**WHAT THE EXERCISE ASKS**
All lines holding the string "services" should be copied from the data below.

▼

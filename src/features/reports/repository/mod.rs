//! Persistence for versioned spill reports.
//!
//! Every save is a pure insert; the current state of a report is the row with
//! the greatest `last_updated` for its report number.

mod pg_repository;

#[cfg(test)]
pub mod memory_repository;

use async_trait::async_trait;
use chrono::{DateTime, Utc};

use crate::core::error::Result;
use crate::features::reports::models::{AttachedFile, NewAttachment, ReportFields, SpillReport};

pub use pg_repository::PgReportRepository;

#[async_trait]
pub trait ReportRepository: Send + Sync {
    /// Next value of the report number sequence
    async fn next_report_sequence(&self) -> Result<i64>;

    /// Append a new version row
    async fn insert_version(
        &self,
        last_updated: DateTime<Utc>,
        fields: &ReportFields,
    ) -> Result<SpillReport>;

    /// Newest versions first, optionally only those saved at or before `at`
    async fn latest_versions(
        &self,
        report_num: &str,
        at: Option<DateTime<Utc>>,
        limit: i64,
    ) -> Result<Vec<SpillReport>>;

    async fn count_versions(&self, report_num: &str) -> Result<i64>;

    /// Every stored row of every report
    async fn all_versions(&self) -> Result<Vec<SpillReport>>;

    /// Version timestamps, newest first
    async fn version_timestamps(&self, report_num: &str) -> Result<Vec<DateTime<Utc>>>;

    /// Rebuild the map row for one report number
    async fn refresh_report_map(&self, report_num: &str) -> Result<()>;

    /// Insert all rows or none
    async fn insert_attachments(&self, attachments: &[NewAttachment]) -> Result<()>;

    async fn list_attachments(&self, report_num: &str) -> Result<Vec<AttachedFile>>;

    async fn find_staff_name(&self, user_id: i32) -> Result<Option<String>>;
}
use std::collections::HashMap;
use std::sync::Arc;

use chrono::{DateTime, Datelike, NaiveDateTime, SubsecRound, Utc};

use crate::core::error::{AppError, Result};
use crate::features::auth::model::AuthenticatedUser;
use crate::features::geo::services::{convert_to_latlon, CoordinateFormat};
use crate::features::reports::dtos::{
    AttachmentDto, ReportDisplayDto, SaveReportDto, VersionTimestampDto,
};
use crate::features::reports::models::{NewAttachment, ReportFields, ReportVersions, SpillReport};
use crate::features::reports::repository::ReportRepository;
use crate::modules::storage::{LocalStorage, StagedFile};
use crate::shared::constants::{FILESAFE_TIMESTAMP, HTML_TIMESTAMP};
use crate::shared::validation::{file_extension, secure_filename, REPORT_NUM_REGEX};

use super::diff::get_diff;
use super::display::{attachment_dto, build_display, resolve_recorded_by, version_timestamp};

/// HTML `datetime-local` sends seconds only when they are non-zero
const HTML_TIMESTAMP_SECONDS: &str = "%Y-%m-%dT%H:%M:%S";

/// A freshly inserted version and how many versions existed before it
#[derive(Debug, Clone)]
pub struct SavedReport {
    pub report: SpillReport,
    pub version_count: i64,
}

/// Service for spill report versions and their attachments
pub struct ReportService {
    repo: Arc<dyn ReportRepository>,
    storage: Arc<LocalStorage>,
}

impl ReportService {
    pub fn new(repo: Arc<dyn ReportRepository>, storage: Arc<LocalStorage>) -> Self {
        Self { repo, storage }
    }

    /// Parse a `%Y%m%d-%H%M%S` version key (UTC)
    pub fn parse_version_timestamp(ts: &str) -> Result<DateTime<Utc>> {
        NaiveDateTime::parse_from_str(ts, FILESAFE_TIMESTAMP)
            .map(|naive| naive.and_utc())
            .map_err(|_| AppError::Validation(format!("Invalid version timestamp: {}", ts)))
    }

    /// Version current at `at` (latest when `None`) and the one before it
    pub async fn get_report(
        &self,
        report_num: &str,
        at: Option<DateTime<Utc>>,
    ) -> Result<ReportVersions> {
        let mut versions = self.repo.latest_versions(report_num, at, 2).await?.into_iter();

        let current = versions
            .next()
            .ok_or_else(|| AppError::NotFound(format!("Report {} not found", report_num)))?;

        Ok(ReportVersions {
            current,
            previous: versions.next(),
        })
    }

    /// Latest version of every report, most recently updated first
    pub async fn list_all_reports(&self) -> Result<Vec<SpillReport>> {
        let rows = self.repo.all_versions().await?;

        let mut latest: HashMap<String, SpillReport> = HashMap::new();
        for row in rows {
            match latest.get(&row.fields.report_num) {
                Some(best) if (best.last_updated, best.id) >= (row.last_updated, row.id) => {}
                _ => {
                    latest.insert(row.fields.report_num.clone(), row);
                }
            }
        }

        let mut reports: Vec<SpillReport> = latest.into_values().collect();
        reports.sort_by(|a, b| (b.last_updated, b.id).cmp(&(a.last_updated, a.id)));
        Ok(reports)
    }

    /// Every stored version, oldest row first
    pub async fn all_versions(&self) -> Result<Vec<SpillReport>> {
        self.repo.all_versions().await
    }

    /// Validate the form, insert a new version and attach staged files
    pub async fn save_report_data(
        &self,
        dto: SaveReportDto,
        user: &AuthenticatedUser,
    ) -> Result<SavedReport> {
        let (report_num, mut fields, attachments) = normalize_form(dto)?;

        fields.recorded_by = Some(user.display_name().to_string());
        fields.user_id = user.id;
        let last_updated = Utc::now().trunc_subsecs(0);

        let version_count = match report_num {
            Some(num) => {
                // New numbers only come from the sequence
                let count = self.repo.count_versions(&num).await?;
                if count == 0 {
                    return Err(AppError::NotFound(format!("Report {} not found", num)));
                }
                fields.report_num = num;
                count
            }
            None => {
                let seq = self.repo.next_report_sequence().await?;
                fields.report_num = format!("{}-{}", last_updated.year(), seq);
                0
            }
        };

        let report = self.repo.insert_version(last_updated, &fields).await?;

        tracing::info!(
            "Saved report {} version {} by user {}",
            report.fields.report_num,
            version_count + 1,
            user.id
        );

        if let Err(e) = self.repo.refresh_report_map(&report.fields.report_num).await {
            tracing::error!(
                "Failed to refresh map for report {}: {:?}",
                report.fields.report_num,
                e
            );
        }

        self.attach_staged_files(&report.fields.report_num, &attachments)
            .await;

        Ok(SavedReport {
            report,
            version_count,
        })
    }

    /// Record staged uploads against a report and move them into its folder
    async fn attach_staged_files(&self, report_num: &str, filenames: &[String]) {
        let mut attachments: Vec<NewAttachment> = Vec::new();
        for name in filenames {
            let clean = match secure_filename(name) {
                Some(clean) if &clean == name => clean,
                _ => {
                    tracing::warn!("Skipping attachment with unsafe name: {:?}", name);
                    continue;
                }
            };
            if !self.storage.is_staged(&clean).await {
                tracing::warn!(
                    "Skipping attachment {} for report {}: not in staging",
                    clean,
                    report_num
                );
                continue;
            }
            attachments.push(NewAttachment {
                report_num: report_num.to_string(),
                file_type: file_extension(&clean),
                filename: clean,
            });
        }

        if attachments.is_empty() {
            return;
        }

        if let Err(e) = self.repo.insert_attachments(&attachments).await {
            tracing::error!(
                "Failed to record attachments for report {}: {:?}",
                report_num,
                e
            );
            return;
        }

        for attachment in &attachments {
            if let Err(e) = self
                .storage
                .move_to_report(report_num, &attachment.filename)
                .await
            {
                tracing::error!(
                    "Failed to move attachment {} for report {}: {}",
                    attachment.filename,
                    report_num,
                    e
                );
            }
        }
    }

    pub async fn report_for_display(
        &self,
        report_num: &str,
        at: Option<DateTime<Utc>>,
    ) -> Result<ReportDisplayDto> {
        let ReportVersions {
            mut current,
            previous,
        } = self.get_report(report_num, at).await?;

        let diff = get_diff(&current, previous.as_ref());

        let staff_name = self.repo.find_staff_name(current.fields.user_id).await?;
        current.fields.recorded_by = Some(resolve_recorded_by(
            staff_name,
            current.fields.recorded_by.take(),
        ));

        let attachments = self.get_attachments(report_num).await?;
        Ok(build_display(current, diff, attachments))
    }

    pub async fn get_timestamps(&self, report_num: &str) -> Result<Vec<VersionTimestampDto>> {
        let timestamps = self.repo.version_timestamps(report_num).await?;
        if timestamps.is_empty() {
            return Err(AppError::NotFound(format!(
                "Report {} not found",
                report_num
            )));
        }
        Ok(timestamps.into_iter().map(version_timestamp).collect())
    }

    pub async fn get_attachments(&self, report_num: &str) -> Result<Vec<AttachmentDto>> {
        let files = self.repo.list_attachments(report_num).await?;
        Ok(files.into_iter().map(attachment_dto).collect())
    }

    pub async fn stage_attachment(&self, original_name: &str, data: &[u8]) -> Result<StagedFile> {
        Ok(self.storage.stage(original_name, data).await?)
    }

    pub async fn read_attachment(&self, report_num: &str, filename: &str) -> Result<Vec<u8>> {
        Ok(self.storage.read_report_file(report_num, filename).await?)
    }
}

fn non_blank(value: Option<String>) -> Option<String> {
    value.filter(|v| !v.trim().is_empty())
}

fn parse_html_date(value: Option<String>, label: &str) -> Result<Option<NaiveDateTime>> {
    let Some(value) = non_blank(value) else {
        return Ok(None);
    };
    let value = value.trim();
    NaiveDateTime::parse_from_str(value, HTML_TIMESTAMP)
        .or_else(|_| NaiveDateTime::parse_from_str(value, HTML_TIMESTAMP_SECONDS))
        .map(Some)
        .map_err(|_| AppError::Validation(format!("Invalid {}: {}", label, value)))
}

/// Form payload to row fields: coordinates resolved, dates parsed, blanks nulled
fn normalize_form(dto: SaveReportDto) -> Result<(Option<String>, ReportFields, Vec<String>)> {
    let coordinate_type = non_blank(dto.coordinate_type);
    let coordinates = non_blank(dto.coordinates);

    let (latitude, longitude) = match (&coordinate_type, &coordinates) {
        (Some(kind), Some(text)) => {
            let format: CoordinateFormat = kind.parse()?;
            let point = convert_to_latlon(format, text)?;
            (Some(point.lat), Some(point.lon))
        }
        _ => (None, None),
    };

    let report_date = parse_html_date(dto.report_date, "report date")?;
    let spill_date = parse_html_date(dto.spill_date, "spill date")?;

    let report_num = non_blank(dto.report_num).map(|n| n.trim().to_string());
    if let Some(num) = &report_num {
        if !REPORT_NUM_REGEX.is_match(num) {
            return Err(AppError::Validation(format!(
                "Invalid report number: {}",
                num
            )));
        }
    }

    let fields = ReportFields {
        recorded_by: None,
        user_id: 0,
        report_num: String::new(),
        report_name: non_blank(dto.report_name),
        update_text: non_blank(dto.update_text),
        report_date,
        report_timezone: non_blank(dto.report_timezone),
        spill_date,
        spill_timezone: non_blank(dto.spill_timezone),
        name_reporter: non_blank(dto.name_reporter),
        phone_reporter: non_blank(dto.phone_reporter),
        email_reporter: non_blank(dto.email_reporter),
        coordinate_type,
        coordinates,
        latitude,
        longitude,
        location_description: non_blank(dto.location_description),
        pollutant: non_blank(dto.pollutant),
        pollutant_details: non_blank(dto.pollutant_details),
        quantity: non_blank(dto.quantity),
        quantity_units: non_blank(dto.quantity_units),
        colour_odour: non_blank(dto.colour_odour),
        origin: non_blank(dto.origin),
        weather: non_blank(dto.weather),
        situation_info: non_blank(dto.situation_info),
        response_activated: non_blank(dto.response_activated),
        vessel_name: non_blank(dto.vessel_name),
        call_sign: non_blank(dto.call_sign),
        vessel_length: non_blank(dto.vessel_length),
        vessel_type: non_blank(dto.vessel_type),
        owner_agent: non_blank(dto.owner_agent),
        vessel_additional_info: non_blank(dto.vessel_additional_info),
        ccg_duty_officer: non_blank(dto.ccg_duty_officer),
        tc_marine_safety: non_blank(dto.tc_marine_safety),
        vancouver_hm: non_blank(dto.vancouver_hm),
        area_mcts_centre: non_blank(dto.area_mcts_centre),
        dfo_public_affairs: non_blank(dto.dfo_public_affairs),
        roc_officer: non_blank(dto.roc_officer),
        er_region: non_blank(dto.er_region),
        fleet_tasking: non_blank(dto.fleet_tasking),
        station_or_ship: non_blank(dto.station_or_ship),
        unit: non_blank(dto.unit),
        severity: dto.severity,
    };

    Ok((report_num, fields, dto.attachments))
}
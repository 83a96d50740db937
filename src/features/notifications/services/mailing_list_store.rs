use std::path::PathBuf;

use tokio::sync::Mutex;

use crate::features::notifications::models::{
    EmailField, MailingList, MailingListFile, StoredMailingList,
};

use super::mailer::MailError;

/// Named recipient lists kept in a JSON file
pub struct MailingListStore {
    path: PathBuf,
    write_lock: Mutex<()>,
}

impl MailingListStore {
    pub fn new(path: PathBuf) -> Self {
        Self {
            path,
            write_lock: Mutex::new(()),
        }
    }

    async fn read_file(&self) -> Result<MailingListFile, MailError> {
        match tokio::fs::read_to_string(&self.path).await {
            Ok(text) => Ok(serde_json::from_str(&text)?),
            Err(e) if e.kind() == std::io::ErrorKind::NotFound => {
                tracing::debug!("No mailing list file at {}", self.path.display());
                Ok(MailingListFile::default())
            }
            Err(e) => Err(e.into()),
        }
    }

    pub async fn all(&self) -> Result<Vec<MailingList>, MailError> {
        let file = self.read_file().await?;
        Ok(file.lists.iter().map(MailingList::from).collect())
    }

    /// Addresses of the named list, `None` when there is no such list
    pub async fn recipients(&self, name: &str) -> Result<Option<Vec<String>>, MailError> {
        let file = self.read_file().await?;
        Ok(file
            .lists
            .iter()
            .find(|list| list.name == name)
            .map(|list| list.emails.addresses()))
    }

    /// Replace the list's addresses, appending the list if it is new
    pub async fn save(&self, name: &str, emails: Vec<String>) -> Result<MailingList, MailError> {
        let _guard = self.write_lock.lock().await;
        let mut file = self.read_file().await?;

        let emails: Vec<String> = EmailField::List(emails).addresses();
        match file.lists.iter_mut().find(|list| list.name == name) {
            Some(list) => list.emails = EmailField::List(emails.clone()),
            None => file.lists.push(StoredMailingList {
                name: name.to_string(),
                emails: EmailField::List(emails.clone()),
            }),
        }

        if let Some(parent) = self.path.parent() {
            if !parent.as_os_str().is_empty() {
                tokio::fs::create_dir_all(parent).await?;
            }
        }
        let json = serde_json::to_string_pretty(&file)?;
        tokio::fs::write(&self.path, json).await?;

        tracing::info!("Saved mailing list {} ({} addresses)", name, emails.len());
        Ok(MailingList {
            name: name.to_string(),
            emails,
        })
    }
}
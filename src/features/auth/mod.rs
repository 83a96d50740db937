mod validator;

pub mod dto;
pub mod guards;
pub mod handler;
pub mod model;
pub mod permissions;
pub mod routes;

pub use validator::JwtValidator;
use std::collections::BTreeMap;

use chrono::{DateTime, Utc};
use serde::{Deserialize, Serialize};
use utoipa::ToSchema;
use validator::Validate;

use crate::features::geo::services::CoordinateStrings;
use crate::features::reports::models::{AttachedFile, SpillReport};

/// Report form payload; a missing `report_num` creates a new report
#[derive(Debug, Clone, Default, Serialize, Deserialize, Validate, ToSchema)]
pub struct SaveReportDto {
    /// Existing report number when saving an update
    #[schema(example = "2021-14")]
    pub report_num: Option<String>,
    #[validate(length(max = 255, message = "Report name must not exceed 255 characters"))]
    pub report_name: Option<String>,
    pub update_text: Option<String>,
    /// HTML `datetime-local` value
    #[schema(example = "2021-03-04T13:05")]
    pub report_date: Option<String>,
    pub report_timezone: Option<String>,
    #[schema(example = "2021-03-04T11:30")]
    pub spill_date: Option<String>,
    pub spill_timezone: Option<String>,
    pub name_reporter: Option<String>,
    pub phone_reporter: Option<String>,
    pub email_reporter: Option<String>,

    #[schema(example = "Degrees Minutes Seconds")]
    pub coordinate_type: Option<String>,
    #[schema(example = "49 16 58 N 123 7 14 W")]
    pub coordinates: Option<String>,
    pub location_description: Option<String>,
    pub pollutant: Option<String>,
    pub pollutant_details: Option<String>,
    pub quantity: Option<String>,
    pub quantity_units: Option<String>,
    pub colour_odour: Option<String>,
    pub origin: Option<String>,
    pub weather: Option<String>,
    pub situation_info: Option<String>,
    pub response_activated: Option<String>,

    pub vessel_name: Option<String>,
    pub call_sign: Option<String>,
    pub vessel_length: Option<String>,
    pub vessel_type: Option<String>,
    pub owner_agent: Option<String>,
    pub vessel_additional_info: Option<String>,

    pub ccg_duty_officer: Option<String>,
    pub tc_marine_safety: Option<String>,
    pub vancouver_hm: Option<String>,
    pub area_mcts_centre: Option<String>,
    pub dfo_public_affairs: Option<String>,
    pub roc_officer: Option<String>,

    pub er_region: Option<String>,
    pub fleet_tasking: Option<String>,
    pub station_or_ship: Option<String>,
    pub unit: Option<String>,
    #[validate(range(min = 1, max = 5, message = "Severity must be between 1 and 5"))]
    pub severity: Option<i32>,

    /// Staged attachment filenames returned by the upload endpoint
    #[serde(default)]
    pub attachments: Vec<String>,
}

#[derive(Debug, Serialize, Deserialize, ToSchema)]
pub struct SaveReportResponseDto {
    pub report_num: String,
    /// Versions that existed before this save
    pub version_count: i64,
    /// Version key for `/api/reports/{num}/versions/{ts}`
    pub last_updated_ts: String,
    pub status: String,
    pub report: SpillReport,
}

#[derive(Debug, Clone, Serialize, Deserialize, ToSchema)]
pub struct AttachmentDto {
    #[serde(flatten)]
    pub file: AttachedFile,
    pub url_path: String,
    pub icon_path: String,
}

/// A report version prepared for the report page
#[derive(Debug, Serialize, Deserialize, ToSchema)]
pub struct ReportDisplayDto {
    #[serde(flatten)]
    pub report: SpillReport,

    pub last_updated_ts: String,
    pub last_updated_ccg: String,
    pub report_date_html: Option<String>,
    pub report_date_ccg: Option<String>,
    pub report_tz_ccg: Option<String>,
    pub spill_date_html: Option<String>,
    pub spill_date_ccg: Option<String>,
    pub spill_tz_ccg: Option<String>,

    pub coord_pattern: String,
    pub coord_placeholder: String,
    pub coord_help: String,
    /// The stored point in every notation, when it has one
    pub coordinate_formats: Option<CoordinateStrings>,

    /// Changed field name to its previous value
    pub diff: BTreeMap<String, String>,
    pub attachments: Vec<AttachmentDto>,
}

#[derive(Debug, Clone, PartialEq, Serialize, Deserialize, ToSchema)]
pub struct VersionTimestampDto {
    pub ts: DateTime<Utc>,
    pub ts_url: String,
    pub ts_display: String,
    pub ts_ccg_format: String,
}

/// Upload attachment request DTO for OpenAPI documentation.
/// The handler reads the multipart body directly.
#[derive(Debug, ToSchema)]
#[allow(dead_code)]
pub struct UploadAttachmentsDto {
    /// One or more files (jpg, jpeg, tif, tiff, png, doc, docx, pdf)
    #[schema(format = Binary, content_media_type = "application/octet-stream")]
    pub files: Vec<String>,
}

#[derive(Debug, Clone, Serialize, Deserialize, ToSchema)]
pub struct StagedAttachmentDto {
    pub filename: String,
    #[serde(rename = "type")]
    pub file_type: String,
}
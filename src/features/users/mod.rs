//! Staff accounts and their access level.
//!
//! Accounts are created by the identity provider; this feature loads them for
//! the auth middleware and lets admins change who may do what.
//!
//! ## Endpoints
//!
//! | Method | Endpoint | Description |
//! |--------|----------|-------------|
//! | GET | `/api/admin/users` | Every account with its access level |
//! | PUT | `/api/admin/users/{id}/access` | Set role, or `nologin` to deactivate |

pub mod dtos;
pub mod handlers;
pub mod routes;
pub mod services;

pub use services::UserService;
use serde::{Deserialize, Serialize};
use sqlx::FromRow;
use utoipa::ToSchema;

/// Attachment row; belongs to a report number, not to a single version
#[derive(Debug, Clone, PartialEq, FromRow, Serialize, Deserialize, ToSchema)]
pub struct AttachedFile {
    pub id: i32,
    pub report_num: String,
    pub filename: String,
    #[sqlx(rename = "type")]
    #[serde(rename = "type")]
    pub file_type: String,
}

#[derive(Debug, Clone)]
pub struct NewAttachment {
    pub report_num: String,
    pub filename: String,
    pub file_type: String,
}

▲

**ANSWER SPACE**
use crate::features::geo::services::{convert_to_latlon, CoordinateFormat};
filename src/features/notifications/services/mailing_list_store.rs
use crate::features::geo::services::CoordinateStrings;
pub mod services;
pub use services::UserService;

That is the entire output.